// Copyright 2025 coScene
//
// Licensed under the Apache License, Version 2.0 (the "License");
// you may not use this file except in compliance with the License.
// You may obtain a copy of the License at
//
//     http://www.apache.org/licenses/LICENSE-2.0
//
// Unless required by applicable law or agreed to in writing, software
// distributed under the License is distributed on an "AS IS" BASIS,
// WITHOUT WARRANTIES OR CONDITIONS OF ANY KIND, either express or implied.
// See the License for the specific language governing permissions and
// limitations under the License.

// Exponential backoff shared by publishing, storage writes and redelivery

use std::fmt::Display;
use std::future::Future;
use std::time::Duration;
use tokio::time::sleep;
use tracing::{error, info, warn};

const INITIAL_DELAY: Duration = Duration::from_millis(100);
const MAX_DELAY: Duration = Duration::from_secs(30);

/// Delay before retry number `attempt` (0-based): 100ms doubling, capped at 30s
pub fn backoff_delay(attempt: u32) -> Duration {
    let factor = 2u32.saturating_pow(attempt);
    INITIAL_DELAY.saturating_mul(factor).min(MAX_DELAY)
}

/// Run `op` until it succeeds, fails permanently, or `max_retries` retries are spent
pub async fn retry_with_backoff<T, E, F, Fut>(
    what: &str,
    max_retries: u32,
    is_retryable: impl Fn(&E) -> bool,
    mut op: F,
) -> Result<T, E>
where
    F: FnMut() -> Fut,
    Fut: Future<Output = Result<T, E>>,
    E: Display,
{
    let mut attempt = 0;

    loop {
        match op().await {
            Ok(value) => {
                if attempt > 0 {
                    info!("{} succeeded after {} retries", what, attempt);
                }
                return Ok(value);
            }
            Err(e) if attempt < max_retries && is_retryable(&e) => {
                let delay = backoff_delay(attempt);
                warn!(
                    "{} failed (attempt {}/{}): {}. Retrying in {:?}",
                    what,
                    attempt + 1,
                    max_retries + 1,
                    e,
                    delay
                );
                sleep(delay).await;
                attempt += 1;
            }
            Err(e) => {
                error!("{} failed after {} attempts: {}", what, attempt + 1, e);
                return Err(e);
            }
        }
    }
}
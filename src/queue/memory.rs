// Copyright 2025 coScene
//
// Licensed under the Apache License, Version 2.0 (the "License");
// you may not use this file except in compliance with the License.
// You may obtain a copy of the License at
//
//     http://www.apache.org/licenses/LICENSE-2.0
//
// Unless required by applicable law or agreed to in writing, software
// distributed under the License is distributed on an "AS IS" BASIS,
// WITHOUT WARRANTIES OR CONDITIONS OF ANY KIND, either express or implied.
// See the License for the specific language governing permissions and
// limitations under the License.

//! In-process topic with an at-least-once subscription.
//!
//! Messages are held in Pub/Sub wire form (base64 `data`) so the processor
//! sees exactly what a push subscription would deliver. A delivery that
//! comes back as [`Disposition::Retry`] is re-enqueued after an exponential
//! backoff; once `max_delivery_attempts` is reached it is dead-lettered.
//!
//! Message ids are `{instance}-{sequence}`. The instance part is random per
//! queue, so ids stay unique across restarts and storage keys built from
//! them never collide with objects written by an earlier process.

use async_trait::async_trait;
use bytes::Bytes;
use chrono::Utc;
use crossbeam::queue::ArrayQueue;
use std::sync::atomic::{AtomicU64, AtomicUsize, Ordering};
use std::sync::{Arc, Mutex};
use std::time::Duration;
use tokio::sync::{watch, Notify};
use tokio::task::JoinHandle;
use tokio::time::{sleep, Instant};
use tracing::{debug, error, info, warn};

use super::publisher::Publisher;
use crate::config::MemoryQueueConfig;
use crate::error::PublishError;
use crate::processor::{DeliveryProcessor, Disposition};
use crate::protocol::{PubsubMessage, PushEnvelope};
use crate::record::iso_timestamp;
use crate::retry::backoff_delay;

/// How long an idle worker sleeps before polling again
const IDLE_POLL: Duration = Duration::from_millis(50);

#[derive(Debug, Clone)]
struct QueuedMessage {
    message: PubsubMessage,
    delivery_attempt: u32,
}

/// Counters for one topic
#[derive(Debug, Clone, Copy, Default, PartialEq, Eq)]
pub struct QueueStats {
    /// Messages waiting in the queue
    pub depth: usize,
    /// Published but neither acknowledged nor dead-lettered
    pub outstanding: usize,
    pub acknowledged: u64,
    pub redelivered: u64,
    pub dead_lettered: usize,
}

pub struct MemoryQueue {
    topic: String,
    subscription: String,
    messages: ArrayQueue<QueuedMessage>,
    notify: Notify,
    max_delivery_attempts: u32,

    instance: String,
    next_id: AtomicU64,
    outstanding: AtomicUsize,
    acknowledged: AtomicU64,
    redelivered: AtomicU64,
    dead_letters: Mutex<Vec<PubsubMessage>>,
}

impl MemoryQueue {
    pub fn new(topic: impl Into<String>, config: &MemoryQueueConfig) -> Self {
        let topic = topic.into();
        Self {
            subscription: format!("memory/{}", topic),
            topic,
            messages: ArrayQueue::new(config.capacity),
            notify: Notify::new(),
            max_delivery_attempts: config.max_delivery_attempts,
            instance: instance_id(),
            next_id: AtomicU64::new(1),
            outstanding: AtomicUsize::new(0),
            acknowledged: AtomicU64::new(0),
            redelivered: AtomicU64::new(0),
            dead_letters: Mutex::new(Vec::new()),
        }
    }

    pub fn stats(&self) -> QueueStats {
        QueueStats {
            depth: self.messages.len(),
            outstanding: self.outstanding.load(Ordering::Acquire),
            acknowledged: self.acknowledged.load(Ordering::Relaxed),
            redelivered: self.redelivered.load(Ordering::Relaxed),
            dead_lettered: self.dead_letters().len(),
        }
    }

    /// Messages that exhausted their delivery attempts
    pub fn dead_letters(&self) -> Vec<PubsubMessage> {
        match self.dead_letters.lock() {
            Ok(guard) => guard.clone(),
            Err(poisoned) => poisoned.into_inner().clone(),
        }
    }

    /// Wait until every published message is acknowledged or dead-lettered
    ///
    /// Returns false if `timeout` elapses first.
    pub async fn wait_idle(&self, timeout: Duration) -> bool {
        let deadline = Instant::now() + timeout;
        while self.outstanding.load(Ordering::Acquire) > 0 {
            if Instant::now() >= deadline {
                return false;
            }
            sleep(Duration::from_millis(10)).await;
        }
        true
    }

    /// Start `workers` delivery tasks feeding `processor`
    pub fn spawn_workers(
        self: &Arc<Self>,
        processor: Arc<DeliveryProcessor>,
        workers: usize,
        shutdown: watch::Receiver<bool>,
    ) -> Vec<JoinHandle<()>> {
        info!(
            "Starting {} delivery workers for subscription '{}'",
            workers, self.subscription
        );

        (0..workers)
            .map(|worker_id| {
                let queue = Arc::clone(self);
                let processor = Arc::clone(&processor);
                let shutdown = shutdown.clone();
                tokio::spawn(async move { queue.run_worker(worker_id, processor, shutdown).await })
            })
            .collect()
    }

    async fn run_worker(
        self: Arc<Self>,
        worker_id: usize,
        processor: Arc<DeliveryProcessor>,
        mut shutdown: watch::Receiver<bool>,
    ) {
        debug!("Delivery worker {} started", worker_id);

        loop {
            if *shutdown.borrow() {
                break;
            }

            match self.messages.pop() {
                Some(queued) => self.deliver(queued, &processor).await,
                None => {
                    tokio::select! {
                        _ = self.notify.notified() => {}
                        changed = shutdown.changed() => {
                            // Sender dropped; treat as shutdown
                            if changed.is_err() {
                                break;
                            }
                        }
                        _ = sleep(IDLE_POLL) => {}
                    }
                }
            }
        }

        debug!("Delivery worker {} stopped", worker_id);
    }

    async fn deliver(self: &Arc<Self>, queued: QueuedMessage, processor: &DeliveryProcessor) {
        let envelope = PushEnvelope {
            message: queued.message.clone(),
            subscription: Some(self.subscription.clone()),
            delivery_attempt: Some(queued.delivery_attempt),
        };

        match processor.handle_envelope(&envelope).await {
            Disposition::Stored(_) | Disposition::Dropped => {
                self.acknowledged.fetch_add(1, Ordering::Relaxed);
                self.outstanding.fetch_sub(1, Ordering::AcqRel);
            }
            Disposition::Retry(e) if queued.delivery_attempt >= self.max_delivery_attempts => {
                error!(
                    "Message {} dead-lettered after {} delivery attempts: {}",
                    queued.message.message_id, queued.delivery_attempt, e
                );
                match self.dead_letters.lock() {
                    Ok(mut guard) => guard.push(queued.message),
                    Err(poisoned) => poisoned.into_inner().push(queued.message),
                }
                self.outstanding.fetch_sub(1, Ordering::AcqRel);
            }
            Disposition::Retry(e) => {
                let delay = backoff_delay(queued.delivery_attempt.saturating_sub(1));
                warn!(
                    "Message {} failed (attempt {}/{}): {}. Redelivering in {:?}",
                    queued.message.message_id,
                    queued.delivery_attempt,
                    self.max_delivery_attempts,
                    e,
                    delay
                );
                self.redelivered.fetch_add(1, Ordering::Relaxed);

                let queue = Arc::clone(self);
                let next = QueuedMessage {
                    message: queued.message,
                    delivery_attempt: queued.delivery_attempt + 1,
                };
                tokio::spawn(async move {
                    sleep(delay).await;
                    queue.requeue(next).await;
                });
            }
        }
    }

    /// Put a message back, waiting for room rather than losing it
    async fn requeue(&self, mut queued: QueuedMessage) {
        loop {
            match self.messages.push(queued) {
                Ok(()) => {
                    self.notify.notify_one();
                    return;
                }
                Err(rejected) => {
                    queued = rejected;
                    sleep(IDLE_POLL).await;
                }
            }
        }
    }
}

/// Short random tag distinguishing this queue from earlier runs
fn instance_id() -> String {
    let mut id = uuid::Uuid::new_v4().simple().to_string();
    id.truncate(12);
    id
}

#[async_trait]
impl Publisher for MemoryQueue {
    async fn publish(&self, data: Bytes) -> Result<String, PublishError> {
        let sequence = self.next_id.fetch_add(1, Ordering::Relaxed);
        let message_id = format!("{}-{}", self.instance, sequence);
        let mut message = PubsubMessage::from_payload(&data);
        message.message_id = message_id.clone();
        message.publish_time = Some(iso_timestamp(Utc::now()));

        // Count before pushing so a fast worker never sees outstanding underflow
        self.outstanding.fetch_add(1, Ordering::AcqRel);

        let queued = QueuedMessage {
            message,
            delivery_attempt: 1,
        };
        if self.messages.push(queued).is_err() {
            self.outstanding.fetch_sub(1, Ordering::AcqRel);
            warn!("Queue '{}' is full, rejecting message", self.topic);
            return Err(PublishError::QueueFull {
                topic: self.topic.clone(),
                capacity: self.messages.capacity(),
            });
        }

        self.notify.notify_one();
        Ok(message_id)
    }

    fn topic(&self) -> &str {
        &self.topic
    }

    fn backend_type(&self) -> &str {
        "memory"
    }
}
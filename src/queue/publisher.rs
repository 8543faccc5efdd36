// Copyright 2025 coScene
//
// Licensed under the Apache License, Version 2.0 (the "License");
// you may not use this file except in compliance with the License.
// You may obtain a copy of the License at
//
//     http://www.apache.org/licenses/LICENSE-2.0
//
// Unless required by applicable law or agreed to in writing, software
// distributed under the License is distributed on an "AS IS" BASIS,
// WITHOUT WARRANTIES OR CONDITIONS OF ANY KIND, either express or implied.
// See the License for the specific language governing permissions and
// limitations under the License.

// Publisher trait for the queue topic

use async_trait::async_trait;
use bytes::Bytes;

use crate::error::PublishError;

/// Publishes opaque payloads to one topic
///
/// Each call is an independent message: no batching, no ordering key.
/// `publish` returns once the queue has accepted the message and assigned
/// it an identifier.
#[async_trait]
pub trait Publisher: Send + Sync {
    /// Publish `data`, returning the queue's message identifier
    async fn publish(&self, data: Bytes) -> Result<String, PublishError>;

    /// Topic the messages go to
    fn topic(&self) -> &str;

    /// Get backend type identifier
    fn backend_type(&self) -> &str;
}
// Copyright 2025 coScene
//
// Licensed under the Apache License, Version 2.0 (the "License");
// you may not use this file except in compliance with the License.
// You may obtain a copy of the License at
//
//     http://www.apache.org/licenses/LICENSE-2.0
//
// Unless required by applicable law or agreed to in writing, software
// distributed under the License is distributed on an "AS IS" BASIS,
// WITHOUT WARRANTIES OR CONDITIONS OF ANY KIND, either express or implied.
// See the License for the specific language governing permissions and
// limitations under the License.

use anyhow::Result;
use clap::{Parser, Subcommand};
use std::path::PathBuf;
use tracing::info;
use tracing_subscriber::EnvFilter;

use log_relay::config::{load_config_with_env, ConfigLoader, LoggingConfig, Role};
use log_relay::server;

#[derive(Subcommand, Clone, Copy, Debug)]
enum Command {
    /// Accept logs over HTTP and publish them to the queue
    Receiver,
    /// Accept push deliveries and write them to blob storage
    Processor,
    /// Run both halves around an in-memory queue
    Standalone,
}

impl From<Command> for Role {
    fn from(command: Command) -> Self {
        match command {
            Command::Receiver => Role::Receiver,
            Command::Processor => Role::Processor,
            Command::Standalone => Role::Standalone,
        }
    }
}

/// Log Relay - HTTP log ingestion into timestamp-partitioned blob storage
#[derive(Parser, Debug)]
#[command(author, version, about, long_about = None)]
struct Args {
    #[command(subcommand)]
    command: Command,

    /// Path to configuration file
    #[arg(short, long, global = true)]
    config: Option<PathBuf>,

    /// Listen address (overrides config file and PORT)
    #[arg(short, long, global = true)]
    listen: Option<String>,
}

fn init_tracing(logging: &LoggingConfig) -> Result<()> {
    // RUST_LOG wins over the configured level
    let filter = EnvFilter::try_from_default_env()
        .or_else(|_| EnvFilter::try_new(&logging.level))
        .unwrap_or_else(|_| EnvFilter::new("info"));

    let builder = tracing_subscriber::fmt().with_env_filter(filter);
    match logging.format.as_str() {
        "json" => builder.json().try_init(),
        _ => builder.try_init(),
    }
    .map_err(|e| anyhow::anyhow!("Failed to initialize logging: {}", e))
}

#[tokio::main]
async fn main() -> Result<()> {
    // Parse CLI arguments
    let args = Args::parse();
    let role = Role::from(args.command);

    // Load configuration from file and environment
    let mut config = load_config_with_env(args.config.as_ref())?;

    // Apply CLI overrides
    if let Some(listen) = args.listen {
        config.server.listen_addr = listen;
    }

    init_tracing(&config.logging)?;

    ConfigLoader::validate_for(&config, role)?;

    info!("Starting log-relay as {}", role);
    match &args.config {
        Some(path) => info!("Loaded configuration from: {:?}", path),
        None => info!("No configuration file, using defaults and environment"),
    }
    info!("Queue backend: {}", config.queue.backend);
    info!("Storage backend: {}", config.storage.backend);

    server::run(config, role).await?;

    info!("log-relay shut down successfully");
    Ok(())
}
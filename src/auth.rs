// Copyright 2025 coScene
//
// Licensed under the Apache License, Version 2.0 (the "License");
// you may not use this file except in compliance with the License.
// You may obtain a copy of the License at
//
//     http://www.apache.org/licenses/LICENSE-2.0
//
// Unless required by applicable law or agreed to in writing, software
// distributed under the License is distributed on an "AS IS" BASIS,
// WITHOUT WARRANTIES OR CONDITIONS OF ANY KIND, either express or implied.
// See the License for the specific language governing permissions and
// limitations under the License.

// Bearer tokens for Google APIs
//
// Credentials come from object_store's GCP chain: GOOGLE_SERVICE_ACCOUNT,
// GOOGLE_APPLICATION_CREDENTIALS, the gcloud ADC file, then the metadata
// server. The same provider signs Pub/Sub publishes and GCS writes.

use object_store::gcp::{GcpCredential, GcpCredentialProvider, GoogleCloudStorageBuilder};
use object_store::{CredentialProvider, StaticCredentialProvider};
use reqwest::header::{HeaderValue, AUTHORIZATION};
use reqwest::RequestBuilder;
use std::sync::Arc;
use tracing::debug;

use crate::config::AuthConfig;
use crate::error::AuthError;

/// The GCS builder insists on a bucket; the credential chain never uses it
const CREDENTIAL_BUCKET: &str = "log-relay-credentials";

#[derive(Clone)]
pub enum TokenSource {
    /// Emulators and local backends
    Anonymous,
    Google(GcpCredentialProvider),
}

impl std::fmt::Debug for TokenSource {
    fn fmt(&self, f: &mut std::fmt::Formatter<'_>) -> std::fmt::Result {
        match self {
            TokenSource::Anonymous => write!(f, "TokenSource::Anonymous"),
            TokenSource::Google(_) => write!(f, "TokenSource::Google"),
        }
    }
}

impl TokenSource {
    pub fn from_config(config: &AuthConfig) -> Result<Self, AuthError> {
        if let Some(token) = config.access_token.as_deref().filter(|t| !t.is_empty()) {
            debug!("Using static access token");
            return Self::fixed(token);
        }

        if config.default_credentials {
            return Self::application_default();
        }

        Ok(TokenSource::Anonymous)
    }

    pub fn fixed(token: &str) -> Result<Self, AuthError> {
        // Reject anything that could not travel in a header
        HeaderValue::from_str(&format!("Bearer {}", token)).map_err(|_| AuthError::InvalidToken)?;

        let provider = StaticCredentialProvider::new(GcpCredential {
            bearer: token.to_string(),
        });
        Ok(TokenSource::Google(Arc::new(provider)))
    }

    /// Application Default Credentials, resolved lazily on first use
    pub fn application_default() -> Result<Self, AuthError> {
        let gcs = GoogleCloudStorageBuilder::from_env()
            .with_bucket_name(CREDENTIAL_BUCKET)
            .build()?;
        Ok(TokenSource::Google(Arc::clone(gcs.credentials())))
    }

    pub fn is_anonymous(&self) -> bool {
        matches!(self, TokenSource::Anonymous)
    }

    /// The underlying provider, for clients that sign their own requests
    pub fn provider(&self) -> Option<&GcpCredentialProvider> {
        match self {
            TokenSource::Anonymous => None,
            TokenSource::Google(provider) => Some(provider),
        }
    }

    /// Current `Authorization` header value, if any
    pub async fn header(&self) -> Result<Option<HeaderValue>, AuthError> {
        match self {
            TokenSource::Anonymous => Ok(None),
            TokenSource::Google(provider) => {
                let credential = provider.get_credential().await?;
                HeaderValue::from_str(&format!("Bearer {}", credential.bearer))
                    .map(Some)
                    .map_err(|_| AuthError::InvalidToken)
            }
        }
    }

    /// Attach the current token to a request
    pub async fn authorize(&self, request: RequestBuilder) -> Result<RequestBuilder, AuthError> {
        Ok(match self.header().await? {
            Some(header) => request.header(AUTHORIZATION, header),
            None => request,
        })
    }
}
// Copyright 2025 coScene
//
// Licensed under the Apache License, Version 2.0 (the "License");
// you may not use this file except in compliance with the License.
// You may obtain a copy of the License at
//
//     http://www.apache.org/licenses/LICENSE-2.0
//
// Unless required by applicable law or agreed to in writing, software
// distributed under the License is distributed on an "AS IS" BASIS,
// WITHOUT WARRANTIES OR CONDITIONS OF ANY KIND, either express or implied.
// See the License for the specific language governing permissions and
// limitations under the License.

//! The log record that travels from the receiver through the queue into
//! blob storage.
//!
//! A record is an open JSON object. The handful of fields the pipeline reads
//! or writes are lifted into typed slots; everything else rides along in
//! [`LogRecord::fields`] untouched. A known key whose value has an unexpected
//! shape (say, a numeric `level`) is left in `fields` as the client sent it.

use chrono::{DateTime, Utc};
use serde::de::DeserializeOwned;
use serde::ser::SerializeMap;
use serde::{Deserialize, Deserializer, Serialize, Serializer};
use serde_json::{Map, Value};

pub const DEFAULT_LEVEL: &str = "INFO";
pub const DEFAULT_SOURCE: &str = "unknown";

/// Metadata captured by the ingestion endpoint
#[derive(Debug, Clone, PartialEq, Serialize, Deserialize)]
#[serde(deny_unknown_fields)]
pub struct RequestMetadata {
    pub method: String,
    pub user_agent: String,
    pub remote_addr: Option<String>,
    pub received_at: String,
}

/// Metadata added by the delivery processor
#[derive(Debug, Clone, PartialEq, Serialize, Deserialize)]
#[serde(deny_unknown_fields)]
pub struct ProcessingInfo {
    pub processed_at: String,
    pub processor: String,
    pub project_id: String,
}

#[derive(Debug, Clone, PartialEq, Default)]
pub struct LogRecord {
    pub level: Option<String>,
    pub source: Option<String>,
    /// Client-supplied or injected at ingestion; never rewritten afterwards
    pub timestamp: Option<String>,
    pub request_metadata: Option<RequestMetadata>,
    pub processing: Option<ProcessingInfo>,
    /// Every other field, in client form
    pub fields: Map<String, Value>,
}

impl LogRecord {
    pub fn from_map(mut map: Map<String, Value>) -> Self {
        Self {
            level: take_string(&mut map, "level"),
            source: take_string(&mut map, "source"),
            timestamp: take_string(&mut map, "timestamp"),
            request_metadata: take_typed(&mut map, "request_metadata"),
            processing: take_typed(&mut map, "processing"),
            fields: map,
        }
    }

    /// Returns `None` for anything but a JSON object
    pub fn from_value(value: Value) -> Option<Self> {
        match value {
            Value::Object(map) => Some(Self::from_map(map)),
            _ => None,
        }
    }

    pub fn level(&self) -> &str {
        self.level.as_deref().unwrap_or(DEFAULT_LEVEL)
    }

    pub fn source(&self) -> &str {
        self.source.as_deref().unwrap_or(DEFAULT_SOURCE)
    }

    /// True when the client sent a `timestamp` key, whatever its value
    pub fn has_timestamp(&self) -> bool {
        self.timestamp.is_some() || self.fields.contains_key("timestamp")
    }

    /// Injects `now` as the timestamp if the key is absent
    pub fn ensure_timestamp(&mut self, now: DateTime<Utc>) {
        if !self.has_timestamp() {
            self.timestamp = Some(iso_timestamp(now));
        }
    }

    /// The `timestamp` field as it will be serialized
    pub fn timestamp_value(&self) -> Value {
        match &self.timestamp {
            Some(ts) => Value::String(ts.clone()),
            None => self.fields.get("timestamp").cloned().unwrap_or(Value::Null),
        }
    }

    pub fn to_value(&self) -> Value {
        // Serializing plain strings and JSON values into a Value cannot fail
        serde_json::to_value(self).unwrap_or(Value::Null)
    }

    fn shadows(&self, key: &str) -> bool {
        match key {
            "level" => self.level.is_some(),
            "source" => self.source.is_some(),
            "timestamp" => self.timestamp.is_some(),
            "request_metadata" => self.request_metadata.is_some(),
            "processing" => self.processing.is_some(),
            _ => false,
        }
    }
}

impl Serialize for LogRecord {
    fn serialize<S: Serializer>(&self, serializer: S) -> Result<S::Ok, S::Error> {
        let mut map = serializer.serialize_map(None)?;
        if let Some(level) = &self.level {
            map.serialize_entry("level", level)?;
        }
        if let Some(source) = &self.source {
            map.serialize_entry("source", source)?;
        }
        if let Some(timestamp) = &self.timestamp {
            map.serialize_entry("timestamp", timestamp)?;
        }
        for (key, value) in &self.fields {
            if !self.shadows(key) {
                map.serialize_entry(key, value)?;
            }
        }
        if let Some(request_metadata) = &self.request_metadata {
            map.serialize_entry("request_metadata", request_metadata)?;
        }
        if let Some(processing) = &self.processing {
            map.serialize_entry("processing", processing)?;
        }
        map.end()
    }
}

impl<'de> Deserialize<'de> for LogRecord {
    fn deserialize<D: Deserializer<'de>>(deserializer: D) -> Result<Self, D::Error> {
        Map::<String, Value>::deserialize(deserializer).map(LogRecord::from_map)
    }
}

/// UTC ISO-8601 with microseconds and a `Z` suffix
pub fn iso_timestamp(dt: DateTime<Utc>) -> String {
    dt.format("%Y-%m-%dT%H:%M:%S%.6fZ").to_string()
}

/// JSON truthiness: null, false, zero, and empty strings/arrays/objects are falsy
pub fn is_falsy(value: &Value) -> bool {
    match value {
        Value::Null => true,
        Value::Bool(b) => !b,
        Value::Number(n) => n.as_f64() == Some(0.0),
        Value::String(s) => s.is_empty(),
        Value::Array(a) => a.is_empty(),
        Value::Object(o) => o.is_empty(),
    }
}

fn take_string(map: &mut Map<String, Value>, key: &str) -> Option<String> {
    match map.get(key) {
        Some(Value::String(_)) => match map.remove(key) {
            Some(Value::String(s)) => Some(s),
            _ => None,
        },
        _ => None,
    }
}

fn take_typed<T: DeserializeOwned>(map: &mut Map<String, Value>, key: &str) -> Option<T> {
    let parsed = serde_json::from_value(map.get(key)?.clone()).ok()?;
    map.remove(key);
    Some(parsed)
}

_ _ _ _ _ _ _

• _Required work_
Look through the records and gather every line containing "them".

• _Task response_
//! them never collide with objects written by an earlier process.
    /// Accept logs over HTTP and publish them to the queue
    /// Accept push deliveries and write them to blob storage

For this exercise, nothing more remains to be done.